*Exercise directions*
Determine the number of lines below that contain "quick". Write nothing but that number.

%%

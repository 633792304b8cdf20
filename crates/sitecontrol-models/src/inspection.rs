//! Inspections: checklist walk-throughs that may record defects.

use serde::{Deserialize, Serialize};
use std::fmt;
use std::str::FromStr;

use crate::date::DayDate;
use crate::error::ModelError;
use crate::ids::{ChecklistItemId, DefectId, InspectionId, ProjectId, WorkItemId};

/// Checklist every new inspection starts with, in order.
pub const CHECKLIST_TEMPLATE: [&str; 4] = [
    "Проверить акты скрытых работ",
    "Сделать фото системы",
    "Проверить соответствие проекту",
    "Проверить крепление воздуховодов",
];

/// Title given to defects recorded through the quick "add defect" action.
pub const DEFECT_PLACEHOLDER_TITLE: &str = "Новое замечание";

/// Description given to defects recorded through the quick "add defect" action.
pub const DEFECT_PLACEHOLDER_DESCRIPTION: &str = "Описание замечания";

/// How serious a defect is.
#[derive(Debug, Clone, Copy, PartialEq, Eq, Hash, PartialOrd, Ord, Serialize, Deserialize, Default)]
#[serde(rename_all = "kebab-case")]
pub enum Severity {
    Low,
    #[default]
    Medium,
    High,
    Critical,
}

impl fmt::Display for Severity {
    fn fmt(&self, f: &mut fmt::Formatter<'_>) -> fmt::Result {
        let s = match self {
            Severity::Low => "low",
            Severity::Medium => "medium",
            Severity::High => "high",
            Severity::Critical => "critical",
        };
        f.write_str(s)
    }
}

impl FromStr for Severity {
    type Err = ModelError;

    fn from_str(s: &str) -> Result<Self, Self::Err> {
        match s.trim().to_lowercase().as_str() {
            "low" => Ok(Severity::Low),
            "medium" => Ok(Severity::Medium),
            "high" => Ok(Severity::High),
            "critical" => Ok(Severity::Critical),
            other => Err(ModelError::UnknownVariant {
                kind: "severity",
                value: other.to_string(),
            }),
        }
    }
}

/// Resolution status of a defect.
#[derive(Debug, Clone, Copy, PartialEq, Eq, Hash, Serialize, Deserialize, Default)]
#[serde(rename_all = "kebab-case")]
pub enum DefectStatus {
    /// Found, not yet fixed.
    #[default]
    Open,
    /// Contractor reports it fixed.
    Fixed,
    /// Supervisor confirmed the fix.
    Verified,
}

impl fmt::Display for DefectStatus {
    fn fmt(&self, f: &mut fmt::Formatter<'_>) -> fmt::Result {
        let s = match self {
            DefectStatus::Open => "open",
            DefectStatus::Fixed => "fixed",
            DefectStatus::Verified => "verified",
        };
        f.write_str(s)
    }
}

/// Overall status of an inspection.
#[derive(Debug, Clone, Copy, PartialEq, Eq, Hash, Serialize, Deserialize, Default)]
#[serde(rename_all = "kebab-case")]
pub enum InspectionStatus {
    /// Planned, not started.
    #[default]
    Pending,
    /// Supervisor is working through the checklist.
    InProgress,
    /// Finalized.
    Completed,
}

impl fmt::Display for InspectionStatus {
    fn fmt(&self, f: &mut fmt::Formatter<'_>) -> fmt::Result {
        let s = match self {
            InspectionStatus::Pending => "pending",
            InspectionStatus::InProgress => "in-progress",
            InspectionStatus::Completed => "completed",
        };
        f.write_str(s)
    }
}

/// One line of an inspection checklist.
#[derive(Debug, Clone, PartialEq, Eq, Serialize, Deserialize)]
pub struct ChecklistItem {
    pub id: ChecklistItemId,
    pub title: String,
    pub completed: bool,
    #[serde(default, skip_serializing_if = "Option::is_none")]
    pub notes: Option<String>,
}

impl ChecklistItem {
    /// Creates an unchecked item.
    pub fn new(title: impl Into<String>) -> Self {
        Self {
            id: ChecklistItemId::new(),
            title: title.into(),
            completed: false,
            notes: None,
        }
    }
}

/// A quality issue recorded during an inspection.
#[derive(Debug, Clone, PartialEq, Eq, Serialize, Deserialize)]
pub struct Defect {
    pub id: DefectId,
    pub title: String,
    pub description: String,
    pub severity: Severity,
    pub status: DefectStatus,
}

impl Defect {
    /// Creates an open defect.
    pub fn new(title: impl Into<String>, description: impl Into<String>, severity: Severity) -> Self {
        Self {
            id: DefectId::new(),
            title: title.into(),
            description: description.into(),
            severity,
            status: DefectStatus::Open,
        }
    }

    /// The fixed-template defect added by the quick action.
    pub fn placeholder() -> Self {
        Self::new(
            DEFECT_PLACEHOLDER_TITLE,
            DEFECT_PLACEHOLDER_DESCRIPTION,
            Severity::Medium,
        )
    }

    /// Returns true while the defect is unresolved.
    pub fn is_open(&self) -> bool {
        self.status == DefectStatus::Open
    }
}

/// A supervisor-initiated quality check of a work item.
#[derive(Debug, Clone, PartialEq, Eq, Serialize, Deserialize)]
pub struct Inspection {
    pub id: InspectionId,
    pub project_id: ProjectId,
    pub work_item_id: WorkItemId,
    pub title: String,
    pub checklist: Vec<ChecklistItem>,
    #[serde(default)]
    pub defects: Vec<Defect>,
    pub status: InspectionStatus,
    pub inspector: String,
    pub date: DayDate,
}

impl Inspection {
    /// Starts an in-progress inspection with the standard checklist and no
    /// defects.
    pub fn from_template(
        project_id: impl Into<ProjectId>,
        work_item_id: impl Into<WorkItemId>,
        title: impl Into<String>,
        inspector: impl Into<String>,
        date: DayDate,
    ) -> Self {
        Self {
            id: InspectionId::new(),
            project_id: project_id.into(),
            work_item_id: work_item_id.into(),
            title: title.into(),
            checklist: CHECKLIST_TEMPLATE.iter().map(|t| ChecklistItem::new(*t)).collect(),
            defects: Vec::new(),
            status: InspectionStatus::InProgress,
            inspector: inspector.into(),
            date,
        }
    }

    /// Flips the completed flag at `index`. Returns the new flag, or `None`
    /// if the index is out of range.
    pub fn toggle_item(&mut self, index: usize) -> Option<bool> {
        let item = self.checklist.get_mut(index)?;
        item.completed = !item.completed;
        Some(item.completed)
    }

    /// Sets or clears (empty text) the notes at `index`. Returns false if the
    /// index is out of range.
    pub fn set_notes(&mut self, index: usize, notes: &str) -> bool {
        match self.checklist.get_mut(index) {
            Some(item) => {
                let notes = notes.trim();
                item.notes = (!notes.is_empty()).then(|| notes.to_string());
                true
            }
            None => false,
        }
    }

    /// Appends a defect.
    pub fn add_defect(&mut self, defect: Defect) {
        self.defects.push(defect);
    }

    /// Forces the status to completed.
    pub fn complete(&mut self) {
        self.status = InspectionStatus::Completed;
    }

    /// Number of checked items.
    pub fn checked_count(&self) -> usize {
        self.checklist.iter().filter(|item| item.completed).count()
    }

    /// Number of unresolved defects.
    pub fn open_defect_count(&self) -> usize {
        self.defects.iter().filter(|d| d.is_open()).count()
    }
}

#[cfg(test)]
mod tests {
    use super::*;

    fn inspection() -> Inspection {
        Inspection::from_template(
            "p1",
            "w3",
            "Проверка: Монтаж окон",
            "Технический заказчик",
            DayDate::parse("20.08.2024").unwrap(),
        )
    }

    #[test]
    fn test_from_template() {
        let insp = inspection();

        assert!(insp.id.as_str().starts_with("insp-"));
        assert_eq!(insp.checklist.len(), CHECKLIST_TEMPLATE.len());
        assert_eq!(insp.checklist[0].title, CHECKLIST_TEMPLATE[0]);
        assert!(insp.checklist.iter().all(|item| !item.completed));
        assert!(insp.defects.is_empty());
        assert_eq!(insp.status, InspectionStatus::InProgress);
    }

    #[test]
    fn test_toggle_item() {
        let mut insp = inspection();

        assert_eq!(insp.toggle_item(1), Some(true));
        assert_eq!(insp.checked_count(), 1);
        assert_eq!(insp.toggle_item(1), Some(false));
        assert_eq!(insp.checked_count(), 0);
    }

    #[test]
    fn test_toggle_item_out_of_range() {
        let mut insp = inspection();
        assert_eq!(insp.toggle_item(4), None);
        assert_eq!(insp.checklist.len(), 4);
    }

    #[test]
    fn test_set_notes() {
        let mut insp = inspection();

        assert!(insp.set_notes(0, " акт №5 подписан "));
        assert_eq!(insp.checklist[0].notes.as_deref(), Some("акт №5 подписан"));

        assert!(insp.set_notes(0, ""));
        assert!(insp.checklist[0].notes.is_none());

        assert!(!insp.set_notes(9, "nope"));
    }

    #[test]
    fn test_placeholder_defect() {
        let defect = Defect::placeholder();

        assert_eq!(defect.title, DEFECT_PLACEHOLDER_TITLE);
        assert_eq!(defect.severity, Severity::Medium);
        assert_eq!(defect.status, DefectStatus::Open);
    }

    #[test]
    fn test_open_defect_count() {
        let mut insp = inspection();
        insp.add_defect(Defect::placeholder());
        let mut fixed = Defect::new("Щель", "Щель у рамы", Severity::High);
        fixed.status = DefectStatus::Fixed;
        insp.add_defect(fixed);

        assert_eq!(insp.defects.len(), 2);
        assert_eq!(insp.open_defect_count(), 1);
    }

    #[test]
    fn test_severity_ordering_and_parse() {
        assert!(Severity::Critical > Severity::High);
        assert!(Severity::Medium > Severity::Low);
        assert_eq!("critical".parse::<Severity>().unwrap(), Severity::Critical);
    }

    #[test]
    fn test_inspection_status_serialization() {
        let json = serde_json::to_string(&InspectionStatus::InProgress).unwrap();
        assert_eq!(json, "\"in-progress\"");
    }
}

%%

*Solution to this task*
3